Pi BLOG

Erkeklerin Ruh Sağlığı

Toplumların yüzyıllardır inşa ettiği “erkeklik” anlayışı, bireyin cinsiyet kimliğinden çok daha fazlasını belirler hâle gelmiştir. Bu anlayış, erkeklere biçilen rollerle birlikte, onların duygularını ifade etme biçimlerinden yardım isteme şekillerine, hatta kendilerini algılayışlarına kadar pek çok alanı etkiler.

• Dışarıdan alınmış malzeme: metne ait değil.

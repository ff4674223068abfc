//! Worklist of pending schema references and the fixpoint driver that
//! resolves them (spec §4.4). Modeled as a single `Vec` of tagged items
//! with an explicit resolved/failed state per entry, per spec §9's
//! "single queue of tagged items with a `Resolved` sentinel" design note,
//! rather than the original's parallel `(item[], type[], str_snode[],
//! module[])` arrays.

use yangl_support::{Diag, Level, ValidationCode};

use crate::schema::{Context, ModuleId, Subject};

#[derive(Debug, Clone, Copy, PartialEq, Eq)]
pub enum UnresKind {
  Ident,
  TypeIdentref,
  TypeLeafref,
  TypeDer,
  TypeDflt,
  ChoiceDflt,
  IfFeat,
  Uses,
  ListKeys,
  ListUniq,
  Augment,
}

impl UnresKind {
  /// Kinds handled by the grouping pre-phase (spec §4.4 step 1): a
  /// `Uses` must be expanded, and a typedef's base must be derived,
  /// before anything nested inside a grouping's copied subtree can be
  /// resolved against it.
  fn is_pre_phase(self) -> bool {
    matches!(self, Self::Uses | Self::TypeDer)
  }
}

/// A pending schema reference: `{kind, owner_module, subject, argument}`
/// as spec §3 describes. `subject` is the entity awaiting resolution —
/// the node/typedef/identity whose field `argument` (a still-unparsed
/// reference string) names.
#[derive(Debug, Clone)]
pub struct UnresSchemaItem {
  pub kind: UnresKind,
  pub owner_module: ModuleId,
  pub subject: Subject,
  pub argument: String,
}

#[derive(Debug, Clone, Copy, PartialEq, Eq)]
enum EntryState {
  Pending,
  Resolved,
}

struct Entry {
  item: UnresSchemaItem,
  state: EntryState,
}

/// The pending-item queue owned by [`Context`]. Resolution functions
/// never log directly (spec §9: `try_resolve` "never logs"); this
/// driver decides whether a stalled pass is worth surfacing.
#[derive(Default)]
pub struct Worklist {
  entries: Vec<Entry>,
}

impl Worklist {
  pub fn push(&mut self, item: UnresSchemaItem) {
    self.entries.push(Entry {
      item,
      state: EntryState::Pending,
    });
  }

  #[must_use]
  pub fn is_empty(&self) -> bool {
    self.entries.iter().all(|e| e.state == EntryState::Resolved)
  }

  /// Drives both phases of spec §4.4 to a fixpoint. `ctx.worklist` must
  /// be emptied into this value with `std::mem::take` before calling,
  /// since resolution needs `&mut Context` while iterating its own
  /// queue; [`Context::resolve_all`] does this dance.
  ///
  /// # Errors
  /// Returns [`Diag::Validation`] (`NoResolv`) if a pass makes no
  /// progress while unresolved items of the relevant phase remain, or
  /// whatever hard [`Diag`] a single item's resolution raised (identity
  /// cycles, duplicate ids, and the like are never worth retrying).
  pub fn drive(mut self, ctx: &mut Context) -> Result<(), Diag> {
    self.run_identity_phase(ctx)?;
    self.run_phase(ctx, UnresKind::is_pre_phase)?;
    self.run_phase(ctx, |k| !matches!(k, UnresKind::Ident))?;
    Ok(())
  }

  /// `Ident` items resolve as a batch ahead of everything else, so a
  /// cycle is caught before any identity's `base`/`der` is mutated (see
  /// [`crate::resolver::identity::resolve_all_bases`]).
  fn run_identity_phase(&mut self, ctx: &mut Context) -> Result<(), Diag> {
    let idx_list: Vec<usize> = self
      .entries
      .iter()
      .enumerate()
      .filter(|(_, e)| e.item.kind == UnresKind::Ident && e.state == EntryState::Pending)
      .map(|(idx, _)| idx)
      .collect();

    let items: Vec<UnresSchemaItem> = idx_list.iter().map(|&idx| self.entries[idx].item.clone()).collect();
    let outcomes = crate::resolver::identity::resolve_all_bases(ctx, &items)?;

    let mut stalled = Vec::new();
    for (k, &idx) in idx_list.iter().enumerate() {
      if outcomes[k] {
        self.entries[idx].state = EntryState::Resolved;
      } else {
        stalled.push(idx);
      }
    }

    if let Some(&first) = stalled.first() {
      for &idx in &stalled {
        let item = &self.entries[idx].item;
        ctx.log(Level::Error, &format!("unresolved Ident reference \"{}\"", item.argument), None);
      }
      let item = &self.entries[first].item;
      return Err(Diag::validation(
        ValidationCode::NoResolv,
        format!("unable to resolve Ident reference \"{}\"", item.argument),
      ));
    }

    Ok(())
  }

  fn run_phase(&mut self, ctx: &mut Context, in_phase: impl Fn(UnresKind) -> bool) -> Result<(), Diag> {
    loop {
      let mut progress = false;
      for idx in 0..self.entries.len() {
        if self.entries[idx].state == EntryState::Resolved || !in_phase(self.entries[idx].item.kind) {
          continue;
        }
        if crate::resolver::try_resolve(ctx, &self.entries[idx].item)? {
          self.entries[idx].state = EntryState::Resolved;
          progress = true;
        }
      }
      if !progress {
        break;
      }
    }

    let stalled: Vec<usize> = (0..self.entries.len())
      .filter(|&idx| in_phase(self.entries[idx].item.kind) && self.entries[idx].state == EntryState::Pending)
      .collect();

    if let Some(&first) = stalled.first() {
      for &idx in &stalled {
        let item = &self.entries[idx].item;
        ctx.log(
          Level::Error,
          &format!("unresolved {:?} reference \"{}\"", item.kind, item.argument),
          None,
        );
      }
      let item = &self.entries[first].item;
      return Err(Diag::validation(
        ValidationCode::NoResolv,
        format!("unable to resolve {:?} reference \"{}\"", item.kind, item.argument),
      ));
    }

    Ok(())
  }
}

#[cfg(test)]
mod tests {
  use super::*;

  #[test]
  fn empty_worklist_is_trivially_done() {
    let worklist = Worklist::default();
    assert!(worklist.is_empty());
  }
}
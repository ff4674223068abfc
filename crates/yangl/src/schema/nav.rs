//! Logical sibling iteration over the schema tree (spec §4.2). Choice
//! shorthand and `uses`/`input`/`output`/`grouping` are structural: by
//! default their children are reported as if they were direct children
//! of the structural node's parent, unless the corresponding
//! [`NavFlags`] bit asks for the structural node itself.

use super::context::{Context, ModuleId, NodeId};
use super::node::{NodeTypeMask, SchemaNodeKind};

bitflags::bitflags! {
  #[derive(Debug, Clone, Copy, PartialEq, Eq)]
  pub struct NavFlags: u8 {
    const WITH_CHOICE = 1 << 0;
    const WITH_CASE = 1 << 1;
    const WITH_INPUT_OUTPUT = 1 << 2;
    const WITH_GROUPING = 1 << 3;
  }
}

/// Where a sibling walk starts: a node's children, or a module's
/// top-level data.
#[derive(Debug, Clone, Copy)]
pub enum Scope {
  Module(ModuleId),
  Node(NodeId),
}

fn raw_children(ctx: &Context, scope: Scope) -> Vec<NodeId> {
  match scope {
    Scope::Module(m) => ctx.module(m).data.clone(),
    Scope::Node(n) => ctx.node(n).children.clone(),
  }
}

fn is_transparent(kind: &SchemaNodeKind, flags: NavFlags) -> bool {
  match kind {
    SchemaNodeKind::Choice { .. } => !flags.contains(NavFlags::WITH_CHOICE),
    SchemaNodeKind::Case => !flags.contains(NavFlags::WITH_CASE),
    SchemaNodeKind::Input | SchemaNodeKind::Output => !flags.contains(NavFlags::WITH_INPUT_OUTPUT),
    SchemaNodeKind::Uses { .. } | SchemaNodeKind::Grouping => !flags.contains(NavFlags::WITH_GROUPING),
    _ => false,
  }
}

/// Flattens `scope`'s direct children, descending transparently into
/// structural nodes `flags` doesn't ask to see, and returns each logical
/// sibling exactly once, in document order.
#[must_use]
pub fn next_sibling(ctx: &Context, scope: Scope, flags: NavFlags) -> Vec<NodeId> {
  let mut out = Vec::new();
  let mut stack: Vec<NodeId> = raw_children(ctx, scope).into_iter().rev().collect();

  while let Some(id) = stack.pop() {
    let node = ctx.node(id);
    if is_transparent(&node.kind, flags) {
      let mut grandchildren: Vec<NodeId> = node.children.clone();
      grandchildren.reverse();
      stack.extend(grandchildren);
    } else {
      out.push(id);
    }
  }

  out
}

/// Linear scan of `scope`'s logical siblings for one matching `(module,
/// name, mask)`. A name match under the wrong nodetype mask does not
/// stop the search — YANG's uniqueness rules make that ambiguity
/// impossible in a well-formed schema, so we keep scanning rather than
/// erroring. `flags` is forwarded to [`next_sibling`] unchanged, so
/// generic data-node descent (get_node, leafref paths, augment targets)
/// should pass [`NavFlags::empty`] to keep choice/case transparent,
/// while a choice-default lookup passes `WITH_CASE` to see case nodes
/// by name.
#[must_use]
pub fn find_sibling(ctx: &Context, scope: Scope, module: ModuleId, name: &str, mask: NodeTypeMask, flags: NavFlags) -> Option<NodeId> {
  next_sibling(ctx, scope, flags).into_iter().find(|&id| {
    let node = ctx.node(id);
    node.module == module && node.name.as_ref() == name && mask.contains(node.kind.type_mask_bit())
  })
}
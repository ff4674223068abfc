//! A YANG schema compilation and instance-data validation engine: loads,
//! links, and validates YANG schema modules, then parses/validates
//! instance data trees against the resulting schema graph.
//!
//! The public surface lives almost entirely on [`schema::Context`]: build
//! (or preload) [`schema::Module`]s and [`schema::SchemaNode`]s, register
//! [`unres_schema::UnresSchemaItem`]s for every forward reference a
//! front-end parser encounters, then call [`schema::Context::resolve_all`]
//! to drive the whole graph to a fixpoint. Instance data follows the same
//! shape one level down: a [`data::DataTree`] plus registered
//! [`data::UnresDataItem`]s resolved by [`data::resolve_all`].
//!
//! Textual YANG/YIN parsing, XML/JSON data parsing, and the XPath
//! evaluator consumed by `when`/`must`/leafref resolution are external
//! collaborators; this crate only defines the contracts they plug into
//! ([`yangl_support::SchemaSource`], [`yangl_support::XPathEvaluator`]).

pub mod builtins;
pub mod data;
pub mod diag;
pub mod dict;
pub mod info;
pub mod loader;
pub mod logger;
pub mod pathlex;
pub mod range;
pub mod resolver;
pub mod schema;
pub mod unres_schema;

pub use yangl_support::{Diag, EvalContext, Level, SchemaSource, SourceFormat, ValidationCode, XPathEvaluator, XPathValue};
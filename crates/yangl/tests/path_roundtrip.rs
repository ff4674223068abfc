//! Property 2 (spec §8): for any fully-resolved schema node `n`,
//! `resolve_json_schema_nodeid(build_path(n), ctx) = n`. `build_path`
//! corresponds to [`yangl::diag::schema_path`] and
//! `resolve_json_schema_nodeid` to [`yangl::schema::Context::get_node`].

use yangl::diag::schema_path;
use yangl::schema::{Context, Module, NodeFlags, NodeId, SchemaNodeKind, Type, TypeKind};
use yangl_support::Atom;

fn string_leaf(ctx: &mut Context, module: yangl::schema::ModuleId, parent: Option<NodeId>, name: &str) -> NodeId {
  ctx.alloc_node(
    module,
    parent,
    Atom::from(name),
    SchemaNodeKind::Leaf {
      ty: Type::builtin(TypeKind::String { length: None, patterns: Vec::new() }),
      default: None,
    },
    NodeFlags::default(),
  )
}

#[test]
fn round_trips_a_nested_leaf_path() {
  let mut ctx = Context::new(None).unwrap();
  let m = ctx.new_module(Module::new(Atom::from("t"), "urn:t", Atom::from("t")));

  let container = ctx.alloc_node(m, None, Atom::from("top"), SchemaNodeKind::Container { presence: None }, NodeFlags::default());
  let leaf = string_leaf(&mut ctx, m, Some(container), "name");

  let path = schema_path(&ctx, leaf);
  assert_eq!(path, "/t:top/t:name");

  let found = ctx.get_node(None, &path).unwrap();
  assert_eq!(found, Some(leaf));
}

#[test]
fn round_trips_a_top_level_leaf() {
  let mut ctx = Context::new(None).unwrap();
  let m = ctx.new_module(Module::new(Atom::from("t"), "urn:t", Atom::from("t")));
  let leaf = string_leaf(&mut ctx, m, None, "solo");

  let path = schema_path(&ctx, leaf);
  let found = ctx.get_node(None, &path).unwrap();
  assert_eq!(found, Some(leaf));
}

#[test]
fn round_trips_relative_to_a_starting_node() {
  let mut ctx = Context::new(None).unwrap();
  let m = ctx.new_module(Module::new(Atom::from("t"), "urn:t", Atom::from("t")));

  let container = ctx.alloc_node(m, None, Atom::from("top"), SchemaNodeKind::Container { presence: None }, NodeFlags::default());
  let leaf = string_leaf(&mut ctx, m, Some(container), "name");

  // Starting from the container itself, the unprefixed segment "name"
  // must still resolve to the same leaf.
  let found = ctx.get_node(Some(container), "t:name").unwrap();
  assert_eq!(found, Some(leaf));
}

#[test]
fn unknown_segment_resolves_to_none_rather_than_erroring() {
  let mut ctx = Context::new(None).unwrap();
  let m = ctx.new_module(Module::new(Atom::from("t"), "urn:t", Atom::from("t")));
  let _leaf = string_leaf(&mut ctx, m, None, "solo");

  assert_eq!(ctx.get_node(None, "/t:missing").unwrap(), None);
}
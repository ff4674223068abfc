//! Parses and intersects `range`/`length` restriction chains over signed,
//! unsigned, and decimal domains (spec §4.5).

use yangl_support::{Diag, ValidationCode};

#[derive(Debug, Clone, Copy, PartialEq, Eq, PartialOrd, Ord)]
pub struct Bound(pub i128);

#[derive(Debug, Clone, Copy, PartialEq, Eq, PartialOrd, Ord)]
pub struct Interval {
  pub min: Bound,
  pub max: Bound,
}

impl Interval {
  #[must_use]
  pub fn contains(&self, other: &Self) -> bool {
    self.min <= other.min && other.max <= self.max
  }
}

/// A parsed, disjoint, ascending set of intervals — the output of one
/// `range`/`length` statement resolved against its parent's domain.
#[derive(Debug, Clone, Default, PartialEq, Eq)]
pub struct RangeSet {
  pub intervals: Vec<Interval>,
}

impl RangeSet {
  #[must_use]
  pub fn full(min: i128, max: i128) -> Self {
    Self {
      intervals: vec![Interval {
        min: Bound(min),
        max: Bound(max),
      }],
    }
  }

  #[must_use]
  pub fn contains_value(&self, v: i128) -> bool {
    self
      .intervals
      .iter()
      .any(|iv| iv.min.0 <= v && v <= iv.max.0)
  }
}

enum Token<'a> {
  Min,
  Max,
  Number(i128),
  Pipe,
  DotDot,
  Eof,
  Bad(&'a str),
}

struct Tokenizer<'a> {
  rest: &'a str,
}

impl<'a> Tokenizer<'a> {
  fn new(s: &'a str) -> Self {
    Self { rest: s }
  }

  fn skip_ws(&mut self) {
    self.rest = self.rest.trim_start();
  }

  fn next(&mut self) -> Token<'a> {
    self.skip_ws();
    if self.rest.is_empty() {
      return Token::Eof;
    }
    if let Some(stripped) = self.rest.strip_prefix("..") {
      self.rest = stripped;
      return Token::DotDot;
    }
    if let Some(stripped) = self.rest.strip_prefix('|') {
      self.rest = stripped;
      return Token::Pipe;
    }
    if let Some(stripped) = self.rest.strip_prefix("min") {
      self.rest = stripped;
      return Token::Min;
    }
    if let Some(stripped) = self.rest.strip_prefix("max") {
      self.rest = stripped;
      return Token::Max;
    }

    let end = self
      .rest
      .find(|c: char| c.is_whitespace() || c == '|')
      .unwrap_or(self.rest.len());
    let (tok, rest) = self.rest.split_at(end);
    self.rest = rest;
    match tok.parse::<i128>() {
      Ok(n) => Token::Number(n),
      Err(_) => Token::Bad(tok),
    }
  }
}

fn parse_bound(tok: Token<'_>, parent_min: i128, parent_max: i128) -> Result<i128, Diag> {
  match tok {
    Token::Min => Ok(parent_min),
    Token::Max => Ok(parent_max),
    Token::Number(n) => Ok(n),
    Token::Bad(text) => Err(Diag::validation(
      ValidationCode::InChar,
      format!("invalid range/length bound \"{text}\""),
    )),
    Token::DotDot | Token::Pipe | Token::Eof => Err(Diag::validation(
      ValidationCode::InChar,
      "expected a bound but found a separator",
    )),
  }
}

/// Parses `"1..20 | 50..max"` against the effective `[parent_min,
/// parent_max]` domain (the domain of the immediately containing
/// restriction, not the base type's own domain, per spec §4.5), and checks
/// that each resulting interval is a subset of some parent interval
/// (`parent`, when present) and that intervals are strictly ascending and
/// disjoint.
///
/// # Errors
/// Returns [`Diag::Validation`] on unparseable tokens, misordered
/// segments, or a segment that escapes the parent's range.
pub fn parse_range(text: &str, parent_min: i128, parent_max: i128, parent: Option<&RangeSet>) -> Result<RangeSet, Diag> {
  let mut tokenizer = Tokenizer::new(text);
  let mut intervals = Vec::new();

  loop {
    let first = tokenizer.next();
    let lo = parse_bound(first, parent_min, parent_max)?;

    let hi = match tokenizer.next() {
      Token::DotDot => {
        let bound_tok = tokenizer.next();
        parse_bound(bound_tok, parent_min, parent_max)?
      }
      Token::Pipe => {
        intervals.push(Interval {
          min: Bound(lo),
          max: Bound(lo),
        });
        continue;
      }
      Token::Eof => {
        intervals.push(Interval {
          min: Bound(lo),
          max: Bound(lo),
        });
        break;
      }
      _ => {
        return Err(Diag::validation(
          ValidationCode::InChar,
          "expected '..', '|', or end of range expression",
        ));
      }
    };

    if hi < lo {
      return Err(Diag::validation(
        ValidationCode::InChar,
        format!("range segment {lo}..{hi} is out of order"),
      ));
    }
    intervals.push(Interval {
      min: Bound(lo),
      max: Bound(hi),
    });

    match tokenizer.next() {
      Token::Pipe => {}
      Token::Eof => break,
      _ => {
        return Err(Diag::validation(
          ValidationCode::InChar,
          "expected '|' or end of range expression",
        ));
      }
    }
  }

  for pair in intervals.windows(2) {
    if pair[0].max >= pair[1].min {
      return Err(Diag::validation(
        ValidationCode::InChar,
        "range segments must be strictly ascending and disjoint",
      ));
    }
  }

  if let Some(parent) = parent {
    for child in &intervals {
      if !parent.intervals.iter().any(|p| p.contains(child)) {
        return Err(Diag::validation(
          ValidationCode::InChar,
          format!("range segment {}..{} is not a subset of the parent range", child.min.0, child.max.0),
        ));
      }
    }
  }

  Ok(RangeSet { intervals })
}

#[cfg(test)]
mod tests {
  use super::*;

  #[test]
  fn parses_simple_range() {
    let r = parse_range("1..100", i128::MIN, i128::MAX, None).unwrap();
    assert_eq!(r.intervals, vec![Interval { min: Bound(1), max: Bound(100) }]);
  }

  #[test]
  fn parses_multi_segment_with_min_max() {
    let r = parse_range("min..50 | 80..max", 1, 100, None).unwrap();
    assert_eq!(
      r.intervals,
      vec![
        Interval { min: Bound(1), max: Bound(50) },
        Interval { min: Bound(80), max: Bound(100) },
      ]
    );
  }

  #[test]
  fn child_restriction_must_be_subset_of_parent() {
    let parent = parse_range("1..100", i128::MIN, i128::MAX, None).unwrap();
    let child = parse_range("10..50 | 80..90", 1, 100, Some(&parent)).unwrap();
    assert_eq!(child.intervals.len(), 2);

    let err = parse_range("10..200", 1, 100, Some(&parent));
    assert!(err.is_err());
  }

  #[test]
  fn rejects_out_of_order_segment() {
    assert!(parse_range("50..10", i128::MIN, i128::MAX, None).is_err());
  }

  #[test]
  fn rejects_non_ascending_segments() {
    assert!(parse_range("50..60 | 10..20", i128::MIN, i128::MAX, None).is_err());
  }

  #[test]
  fn rejects_unparseable_token() {
    assert!(parse_range("one..ten", i128::MIN, i128::MAX, None).is_err());
  }
}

Erkeklerin ruh sağlığı söz konusu olduğunda, en büyük zorluklardan biri, bu kalıplaşmış erkeklik rollerinin sessiz bir bariyer gibi yardım arayışlarının önünde durmasıdır. Psikolojik destek alma fikri, pek çok erkek için “zayıflık”, “kontrol kaybı” ya da “baş edememe” anlamına gelebilir. Oysa bu, yalnızca bireysel bir direnç değil, kültürel olarak içselleştirilmiş bir savunma biçimidir.

Yapılan araştırmalar sonucunda mental sağlık açısından en çok zorlandıkları konuların toplumsal beklentiler, erkeklik normları ve duygusal ifade biçimleriyle doğrudan ilişkili oldukları ortaya çıkmıştır. Geleneksel erkeklik anlayışları, erkeklerin güçlü, dayanıklı, duygularını göstermeyen bireyler olmalarını beklemektedir. Sonuç olarak bu beklenti, erkeklerin yaşadıkları duygusal zorlukları dile getirmelerini, yardım aramalarını veya kırılganlık göstermelerini engeller. Özellikle stres, kaygı, depresyon gibi yaygın mental sağlık sorunları söz konusu olduğunda, erkekler bu duyguları bastırma eğiliminde olabilirler. Bu bastırma hali ise zamanla daha derin psikolojik sorunlara, yalnızlık hissine ve hatta intihar düşüncelerine yol açabilmektedir.

Erkekler, çocukluklarından itibaren “güçlü ol”, “ağlama”, “sorun çıkarma”, “duygularını belli etme” gibi mesajlarla büyürler. Bu mesajlar, zamanla duygusal ifadenin bastırılmasına, içsel ihtiyaçların inkârına ve yalnızlıkla mücadele etme biçimlerinin sınırlanmasına neden olur. Araştırmalar, erkeklerin depresyon, anksiyete ya da travma sonrası stres gibi sorunları daha az tanımladığını; buna karşılık öfke, içe kapanma, alkol-madde kullanımı ya da aşırı çalışma gibi davranışsal tepkilerle bu yükleri ifade ettiğini göstermektedir. Bu da, erkeklerin ruhsal zorlanmalarının çoğu zaman fark edilmeden veya uygun olmayan şekillerde dışa vurmalarına yol açmaktadır.

Toplumun erkeklerden beklediği tutumlar, genellikle sorunları kendi başlarına çözebilen, duygusal olarak kontrol sahibi olmaları yönündedir. Bu nedenle erkekler, zayıflık veya çaresizlik hissi yaşadıklarında bunu açığa vurmakta güçlük çekebilmektedirler. Özellikle aile içinde, iş hayatında ya da sosyal çevrelerinde duygusal ihtiyaçlarını paylaşmak yerine, bu ihtiyaçları gizlemek zorunda hissedebilmektedirler. Bu durum, erkeklerin sosyal destek mekanizmalarından yeterince faydalanamamalarına neden olur ve izolasyon hissini artırır. Aynı zamanda erkeklerin yardım arama davranışları da kadınlara kıyasla daha düşük seviyededir. Toplumda “erkek adam ağlamaz” ya da “çözüm üret, şikayet etme” gibi kalıplaşmış söylemler, erkeklerin mental sağlık ihtiyaçlarını göz ardı etmelerine yol açar.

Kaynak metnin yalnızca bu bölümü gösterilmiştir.